Predictive abilities of SII, NLR and PLR for OSCC prognosis
Having demonstrated the prognostic values of SII, NLR as well as PLR for OSCC, we next sought to compare the discrimination abilities of these three prognostic parameters with four well-established prognostic factors including tumor size, cervical nodal metastasis, pathological grade and clinical stage by the AUC for OS and DFS. As shown in Fig. 2E and Additional file 9: Fig. S4E, when predicted OS for patients in combined cohort, the AUC for SII, NLR and PLR were 0.657, 0.609, 0.653, while the AUC for other four parameters were less than 0.6. Furthermore, when predicted DFS for patients in combined cohort (Fig. 2f, Additional file 9: Fig.
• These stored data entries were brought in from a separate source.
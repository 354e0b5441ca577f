use std::sync::mpsc::sync_channel;

use common::err::{CResult, EngineError};
use common::query::QueryOptions;
use common::row::Row;
use planner::physical::plan::PhysicalPlan;
use tracing::debug;

use crate::context::ExecContext;
use crate::operator::Operator;
use crate::pool;

/// Rows per chunk handed to a scan worker.
const CHUNK_SIZE: usize = 1024;

/// Leaf scan: pushes filters, read cap and projection into the data
/// source, then streams the materialized batch. CTE bindings short-circuit
/// the source entirely.
///
/// Parallel mode fans the fetched batch out to the worker pool in chunks;
/// workers project their chunk and a bounded channel brings the chunks
/// back in order.
pub struct TableScanExec {
    table: String,
    options: QueryOptions,
    parallel: bool,
    from_cte: bool,
    projection: Vec<String>,
    rows: Vec<Row>,
    cursor: usize,
    /// Rows actually fetched from the source, before the read cap check in
    /// tests; mirrors what the source reported.
    pub rows_read: usize,
}

impl TableScanExec {
    pub fn new(plan: &PhysicalPlan) -> CResult<TableScanExec> {
        let PhysicalPlan::TableScan {
            table,
            filters,
            limit,
            projection,
            parallel,
            from_cte,
            ..
        } = plan
        else {
            return Err(EngineError::Internal("TableScanExec needs a scan node".into()));
        };
        Ok(TableScanExec {
            table: table.clone(),
            options: QueryOptions {
                filters: filters.clone(),
                order_by: None,
                order: Default::default(),
                limit: *limit,
                offset: None,
                columns: projection.clone(),
                select_all: projection.is_empty(),
            },
            parallel: *parallel,
            from_cte: *from_cte,
            projection: projection.clone(),
            rows: Vec::new(),
            cursor: 0,
            rows_read: 0,
        })
    }

    fn load_from_cte(&mut self, ctx: &ExecContext) -> CResult<()> {
        let cte = ctx.ctes.get(&self.table).ok_or_else(|| {
            EngineError::Internal(format!("CTE '{}' was not materialized", self.table))
        })?;
        let mut rows: Vec<Row> = cte
            .rows
            .iter()
            .filter(|row| self.options.filters.iter().all(|f| f.matches(row)))
            .cloned()
            .collect();
        if let Some(cap) = self.options.limit {
            rows.truncate(cap);
        }
        if !self.projection.is_empty() {
            rows = rows
                .into_iter()
                .map(|row| row.project(&self.projection))
                .collect();
        }
        self.rows_read = rows.len();
        self.rows = rows;
        Ok(())
    }

    fn project_parallel(&self, rows: Vec<Row>) -> Vec<Row> {
        let projection = self.projection.clone();
        let chunks: Vec<Vec<Row>> = rows
            .chunks(CHUNK_SIZE)
            .map(|c| c.to_vec())
            .collect();
        let total = chunks.len();
        let (tx, rx) = sync_channel::<(usize, Vec<Row>)>(pool::workers());
        for (index, chunk) in chunks.into_iter().enumerate() {
            let tx = tx.clone();
            let projection = projection.clone();
            pool::spawn_blocking(move || {
                let projected = if projection.is_empty() {
                    chunk
                } else {
                    chunk.into_iter().map(|r| r.project(&projection)).collect()
                };
                let _ = tx.send((index, projected));
            });
        }
        drop(tx);
        let mut parts: Vec<Option<Vec<Row>>> = (0..total).map(|_| None).collect();
        for (index, part) in rx {
            parts[index] = Some(part);
        }
        parts.into_iter().flatten().flatten().collect()
    }
}

impl Operator for TableScanExec {
    fn open(&mut self, ctx: &ExecContext) -> CResult<()> {
        if self.from_cte || ctx.ctes.contains_key(&self.table) {
            return self.load_from_cte(ctx);
        }
        if self.parallel {
            // workers project; the source only filters and caps
            let mut options = self.options.clone();
            options.columns = Vec::new();
            options.select_all = true;
            let result = ctx.source.query(&ctx.qctx, &self.table, &options)?;
            self.rows_read = result.rows.len();
            debug!(
                "parallel scan of '{}' fetched {} rows",
                self.table, self.rows_read
            );
            self.rows = self.project_parallel(result.rows);
        } else {
            let result = ctx.source.query(&ctx.qctx, &self.table, &self.options)?;
            self.rows_read = result.rows.len();
            self.rows = result.rows;
        }
        Ok(())
    }

    fn next(&mut self, ctx: &ExecContext) -> CResult<Option<Row>> {
        ctx.qctx.ensure_active()?;
        if self.cursor >= self.rows.len() {
            return Ok(None);
        }
        let row = self.rows[self.cursor].clone();
        self.cursor += 1;
        Ok(Some(row))
    }

    fn close(&mut self, _ctx: &ExecContext) -> CResult<()> {
        self.rows.clear();
        self.cursor = 0;
        Ok(())
    }
}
S4F), the AUC for SII, NLR and PLR were 0.646, 0.597, 0.617, while the AUC for other four parameters were less than 0.56. Similar findings were also observed in training or validation cohort (Fig. 2a–d, Additional file 9: Fig. S4A–D). Of particular interest, SII remains the superior prognostic predictor with the highest sensitivity and specificity for OS and DFS. Collectively, these findings suggested that, in terms of predictive ability for prognosis, SII, NLR and PLR were superior or comparable to those previously well-established prognostic factors.
Discussion
The dismal long-term survival and paucity of optimized biomarkers for OSCC highlight the pressing need to identify effective prognostic biomarkers and regime to better patient stratification and treatment planning [1, 2]. Here, we determined the prognostic values of systemic inflammation-immune biomarkers SII, NLR and PLR in two independent cohorts of patients with resectable OSCC and found that these inflammation and immune-related scores significantly associated with overall and disease-free survival and also served as independent prognostic predictors with satisfactory sensitivity and specificity for OSCC. Our finding provides further support for the prognostic significance of systemic inflammation-immune biomarkers in OSCC.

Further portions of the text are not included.